_Recorded information_
((

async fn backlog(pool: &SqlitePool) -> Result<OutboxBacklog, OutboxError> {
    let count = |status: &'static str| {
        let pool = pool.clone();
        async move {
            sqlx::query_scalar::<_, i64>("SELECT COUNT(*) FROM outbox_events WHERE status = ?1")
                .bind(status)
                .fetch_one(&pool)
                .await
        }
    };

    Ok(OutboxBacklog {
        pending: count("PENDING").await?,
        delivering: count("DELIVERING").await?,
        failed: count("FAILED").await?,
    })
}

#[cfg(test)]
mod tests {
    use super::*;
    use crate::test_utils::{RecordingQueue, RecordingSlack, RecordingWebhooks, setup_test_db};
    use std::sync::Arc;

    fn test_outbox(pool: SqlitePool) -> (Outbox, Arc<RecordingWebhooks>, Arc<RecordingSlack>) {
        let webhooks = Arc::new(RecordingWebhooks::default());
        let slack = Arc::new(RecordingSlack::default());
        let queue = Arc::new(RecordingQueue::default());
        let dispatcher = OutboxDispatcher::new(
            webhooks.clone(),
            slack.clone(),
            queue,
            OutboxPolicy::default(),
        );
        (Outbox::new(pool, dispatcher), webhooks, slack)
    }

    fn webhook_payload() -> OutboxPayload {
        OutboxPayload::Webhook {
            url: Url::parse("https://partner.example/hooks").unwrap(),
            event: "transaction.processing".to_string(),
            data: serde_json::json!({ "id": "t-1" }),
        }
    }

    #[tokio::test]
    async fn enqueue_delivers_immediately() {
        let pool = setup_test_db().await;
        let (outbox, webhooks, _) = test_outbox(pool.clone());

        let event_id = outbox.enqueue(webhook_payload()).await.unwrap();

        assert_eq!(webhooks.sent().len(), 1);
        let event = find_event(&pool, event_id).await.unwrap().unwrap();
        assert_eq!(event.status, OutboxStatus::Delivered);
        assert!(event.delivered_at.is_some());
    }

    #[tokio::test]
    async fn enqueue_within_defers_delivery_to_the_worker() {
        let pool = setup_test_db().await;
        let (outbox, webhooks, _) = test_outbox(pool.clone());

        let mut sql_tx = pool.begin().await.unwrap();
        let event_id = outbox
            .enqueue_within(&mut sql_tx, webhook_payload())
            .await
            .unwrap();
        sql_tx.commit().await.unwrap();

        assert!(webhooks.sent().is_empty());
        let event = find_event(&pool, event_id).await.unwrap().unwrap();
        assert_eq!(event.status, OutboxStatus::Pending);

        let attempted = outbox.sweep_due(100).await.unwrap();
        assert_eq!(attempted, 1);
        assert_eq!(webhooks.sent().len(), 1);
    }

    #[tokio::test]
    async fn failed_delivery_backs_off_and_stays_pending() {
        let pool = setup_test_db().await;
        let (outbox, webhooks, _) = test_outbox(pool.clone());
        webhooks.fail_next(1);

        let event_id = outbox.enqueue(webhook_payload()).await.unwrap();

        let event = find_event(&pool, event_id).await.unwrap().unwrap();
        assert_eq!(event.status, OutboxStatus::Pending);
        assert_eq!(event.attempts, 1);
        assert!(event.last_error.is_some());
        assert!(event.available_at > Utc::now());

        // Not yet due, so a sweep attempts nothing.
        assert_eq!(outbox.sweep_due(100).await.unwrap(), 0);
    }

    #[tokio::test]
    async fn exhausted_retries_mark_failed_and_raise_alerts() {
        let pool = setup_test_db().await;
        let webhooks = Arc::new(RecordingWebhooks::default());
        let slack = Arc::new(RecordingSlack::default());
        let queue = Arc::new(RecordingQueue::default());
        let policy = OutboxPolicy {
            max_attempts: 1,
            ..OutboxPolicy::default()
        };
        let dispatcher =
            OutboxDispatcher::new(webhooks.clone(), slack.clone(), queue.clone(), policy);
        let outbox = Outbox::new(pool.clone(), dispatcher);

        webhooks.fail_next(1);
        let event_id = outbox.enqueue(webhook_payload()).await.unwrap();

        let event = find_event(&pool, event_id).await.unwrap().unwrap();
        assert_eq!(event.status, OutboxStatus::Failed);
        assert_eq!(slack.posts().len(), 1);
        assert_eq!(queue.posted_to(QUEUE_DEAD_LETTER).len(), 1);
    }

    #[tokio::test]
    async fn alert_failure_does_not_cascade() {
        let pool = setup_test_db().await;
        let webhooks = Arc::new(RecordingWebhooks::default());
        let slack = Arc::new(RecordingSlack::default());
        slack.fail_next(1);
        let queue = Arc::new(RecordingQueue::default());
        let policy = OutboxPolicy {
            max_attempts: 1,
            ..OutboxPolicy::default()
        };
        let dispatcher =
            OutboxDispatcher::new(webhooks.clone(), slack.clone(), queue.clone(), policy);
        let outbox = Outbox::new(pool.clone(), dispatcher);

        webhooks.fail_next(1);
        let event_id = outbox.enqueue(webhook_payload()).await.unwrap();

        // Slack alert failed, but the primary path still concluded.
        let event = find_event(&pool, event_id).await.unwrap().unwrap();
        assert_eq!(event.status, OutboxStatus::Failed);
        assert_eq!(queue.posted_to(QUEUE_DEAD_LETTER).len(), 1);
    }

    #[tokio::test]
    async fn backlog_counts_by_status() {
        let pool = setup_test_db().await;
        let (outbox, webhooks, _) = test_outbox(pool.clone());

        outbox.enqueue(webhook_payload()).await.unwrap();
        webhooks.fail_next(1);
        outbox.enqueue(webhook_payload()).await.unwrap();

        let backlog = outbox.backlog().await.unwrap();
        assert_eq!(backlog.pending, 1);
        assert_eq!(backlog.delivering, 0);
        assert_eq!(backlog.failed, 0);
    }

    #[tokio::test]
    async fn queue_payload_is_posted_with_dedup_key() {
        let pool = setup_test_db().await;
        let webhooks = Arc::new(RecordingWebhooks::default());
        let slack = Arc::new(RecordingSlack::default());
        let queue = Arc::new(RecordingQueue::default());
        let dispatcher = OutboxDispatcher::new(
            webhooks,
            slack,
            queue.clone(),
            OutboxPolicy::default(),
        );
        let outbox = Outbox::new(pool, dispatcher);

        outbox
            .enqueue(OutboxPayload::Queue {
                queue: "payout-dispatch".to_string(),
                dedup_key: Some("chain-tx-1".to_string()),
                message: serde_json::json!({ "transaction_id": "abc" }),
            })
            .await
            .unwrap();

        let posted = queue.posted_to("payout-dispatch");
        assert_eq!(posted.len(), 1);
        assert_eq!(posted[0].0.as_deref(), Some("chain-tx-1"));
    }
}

))

Wherever the string "payout" appears in the records above, copy the line it sits in.

_Result_
                queue: "payout-dispatch".to_string(),
        let posted = queue.posted_to("payout-dispatch");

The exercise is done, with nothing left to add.